Some of the most interesting departures from standard uniform were seen among the colonial volunteer regiments. It was not unknown for certain of these to take to the field in their shirtsleeves, which deplorable habit occasioned much comment from more conventional echelons. However, the colonials were valuable and courageous troops, well-suited by experience to the conditions which they faced in South Africa. This is particularly true of the colonial mounted regiments – they formed two-fifths of the entire mounted force participating in the war.

Should an ancestor have been among the colonials, there are numerous possibilities as to the regiment in which he may have served.  On the outbreak of the war, thousands of troops from the overseas colonies were sent to South Africa from Canada, India, Ceylon, Australia and New Zealand. In South Africa itself, there were permanent regular forces including the Natal Police, Cape Mounted Police and Cape Mounted Rifles.
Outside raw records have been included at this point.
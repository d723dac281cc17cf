use serde::{Deserialize, Serialize};
use std::str::FromStr;

use crate::ConfigError;

#[derive(Debug, Clone, Default, PartialEq, Eq, Serialize, Deserialize)]
#[serde(default)]
pub struct FmshConfig {
    pub shell: ShellConfig,
    pub logging: LoggingConfig,
}

#[derive(Debug, Clone, PartialEq, Eq, Serialize, Deserialize)]
#[serde(default)]
pub struct ShellConfig {
    /// Prompt template. `{cwd}` is replaced by the shell's working directory.
    pub prompt: String,
    pub history: HistoryConfig,
}

impl Default for ShellConfig {
    fn default() -> Self {
        Self {
            prompt: "{cwd}> ".to_string(),
            history: HistoryConfig::default(),
        }
    }
}

#[derive(Debug, Clone, PartialEq, Eq, Serialize, Deserialize)]
#[serde(default)]
pub struct HistoryConfig {
    pub enabled: bool,
    pub file: String,
    pub max_entries: usize,
}

impl Default for HistoryConfig {
    fn default() -> Self {
        Self {
            enabled: true,
            file: "~/.fmsh_history".to_string(),
            max_entries: 1000,
        }
    }
}

#[derive(Debug, Clone, PartialEq, Eq, Serialize, Deserialize)]
#[serde(default)]
pub struct LoggingConfig {
    pub level: LogLevel,
    pub format: LogFormat,
    /// `EnvFilter` directive; takes precedence over `level` when non-empty.
    pub filter: String,
    /// Append-only journal file.
    pub file: String,
}

impl Default for LoggingConfig {
    fn default() -> Self {
        Self {
            level: LogLevel::Info,
            format: LogFormat::Compact,
            filter: String::new(),
            file: "shell.log".to_string(),
        }
    }
}

impl LoggingConfig {
    /// The directive handed to `EnvFilter`.
    pub fn directive(&self) -> String {
        if self.filter.is_empty() {
            self.level.as_str().to_string()
        } else {
            self.filter.clone()
        }
    }
}

#[derive(Debug, Clone, Copy, PartialEq, Eq, Serialize, Deserialize)]
#[serde(rename_all = "lowercase")]
pub enum LogLevel {
    Trace,
    Debug,
    Info,
    Warn,
    Error,
}

impl LogLevel {
    pub const fn as_str(&self) -> &'static str {
        match self {
            Self::Trace => "trace",
            Self::Debug => "debug",
            Self::Info => "info",
            Self::Warn => "warn",
            Self::Error => "error",
        }
    }
}

impl FromStr for LogLevel {
    type Err = ConfigError;

    fn from_str(s: &str) -> Result<Self, Self::Err> {
        match s.trim().to_ascii_lowercase().as_str() {
            "trace" => Ok(Self::Trace),
            "debug" => Ok(Self::Debug),
            "info" => Ok(Self::Info),
            "warn" | "warning" => Ok(Self::Warn),
            "error" => Ok(Self::Error),
            other => Err(ConfigError::InvalidValue(format!("unknown log level '{other}'"))),
        }
    }
}

#[derive(Debug, Clone, Copy, PartialEq, Eq, Serialize, Deserialize)]
#[serde(rename_all = "lowercase")]
pub enum LogFormat {
    Pretty,
    Json,
    Compact,
}
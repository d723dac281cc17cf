//! fmsh - Interactive file-management shell
//!
//! This crate provides:
//! - A quoting-aware parser splitting a line into command, flags and arguments
//! - File commands (ls, cd, pwd, cat, cp, mv, rm) working directly on the local filesystem
//! - Zip and tar archive creation and extraction
//! - A dispatcher that journals every command and its outcome through a [`Logger`]

pub mod commands;
pub mod confirm;
pub mod context;
pub mod error;
pub mod local_fs;
pub mod logger;
pub mod parser;
pub mod registry;
pub mod shell;

pub use confirm::{Confirm, StdinConfirm};
pub use context::ShellContext;
pub use error::{ShellError, ShellResult};
pub use logger::{JournalLevel, Logger, MemoryLogger, TracingLogger};
pub use parser::{parse, ParsedCommand};
pub use shell::Shell;
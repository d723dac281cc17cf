//! Table of recognised commands.

pub struct CommandSpec {
    pub name: &'static str,
    pub summary: &'static str,
    pub usage: &'static str,
    /// Positional arguments required before the command runs.
    pub min_args: usize,
}

pub const COMMANDS: &[CommandSpec] = &[
    CommandSpec {
        name: "ls",
        summary: "List directory contents",
        usage: "ls [-l] [DIR]",
        min_args: 0,
    },
    CommandSpec {
        name: "pwd",
        summary: "Print the current directory",
        usage: "pwd",
        min_args: 0,
    },
    CommandSpec {
        name: "cd",
        summary: "Change the current directory",
        usage: "cd [DIR|..|~]",
        min_args: 0,
    },
    CommandSpec {
        name: "cat",
        summary: "Print a text file",
        usage: "cat FILE",
        min_args: 1,
    },
    CommandSpec {
        name: "cp",
        summary: "Copy files and directories",
        usage: "cp [-r] SOURCE DEST",
        min_args: 2,
    },
    CommandSpec {
        name: "mv",
        summary: "Move or rename files and directories",
        usage: "mv SOURCE DEST",
        min_args: 2,
    },
    CommandSpec {
        name: "rm",
        summary: "Remove a file or directory",
        usage: "rm [-r] PATH",
        min_args: 1,
    },
    CommandSpec {
        name: "zip",
        summary: "Pack a directory into a zip archive",
        usage: "zip DIR ARCHIVE",
        min_args: 2,
    },
    CommandSpec {
        name: "unzip",
        summary: "Extract a zip archive",
        usage: "unzip ARCHIVE [DEST]",
        min_args: 1,
    },
    CommandSpec {
        name: "tar",
        summary: "Pack a directory into a gzip-compressed tar archive",
        usage: "tar DIR ARCHIVE",
        min_args: 2,
    },
    CommandSpec {
        name: "untar",
        summary: "Extract a tar archive (gzip, xz or uncompressed)",
        usage: "untar ARCHIVE [DEST]",
        min_args: 1,
    },
];

/// Command names in registry order.
pub const COMMAND_NAMES: [&str; 11] = [
    "ls", "pwd", "cd", "cat", "cp", "mv", "rm", "zip", "unzip", "tar", "untar",
];

pub fn lookup(name: &str) -> Option<&'static CommandSpec> {
    COMMANDS.iter().find(|c| c.name == name)
}

/// Summary of every command, one per line.
pub fn format_help_list() -> String {
    let mut out = String::from("Commands:\n");
    for cmd in COMMANDS {
        out.push_str(&format!("  {:24} {}\n", cmd.usage, cmd.summary));
    }
    out.push_str("\nType 'q' to quit.\n");
    out
}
These should not be confused with the permanent volunteer units which had been in place for some years, such as the Natal Carbineers, Durban Light Infantry, Diamond Fields Artillery and Diamond Fields Horse, Border Mounted Rifles, Kaffrarian Rifles, Cape Town Highlanders, the Kimberley Regiment and others.


Also, certain corps were raised at the beginning of the war and specifically for service in that conflict. These ‘irregulars’ carried an aura of glamour and nonconformity: Brabant’s Horse, Thorneycroft’s Mounted Infantry, Roberts’s Horse, the Imperial Light Horse, the Imperial Light Infantry, Steinaecker’s Horse are all names to conjure with.  

They were the stuff of legend and a typical tale is that of Major C B Childe who led 300 South African Light Horse (like the ILH largely composed of Uitlanders) at the taking of Bastion Hill from the Boers in January 1900. Major Childe is said to have had a premonition on the day before the battle that he would be killed, and asked fellow officers to ensure that a biblical quotation would be engraved on his tombstone. Taken from the second book of Kings 4.26, it read: ‘Is it well with the child? and she answered, it is well’. As he’d foreseen, Childe fell at Bastion Hill and his request was duly honoured.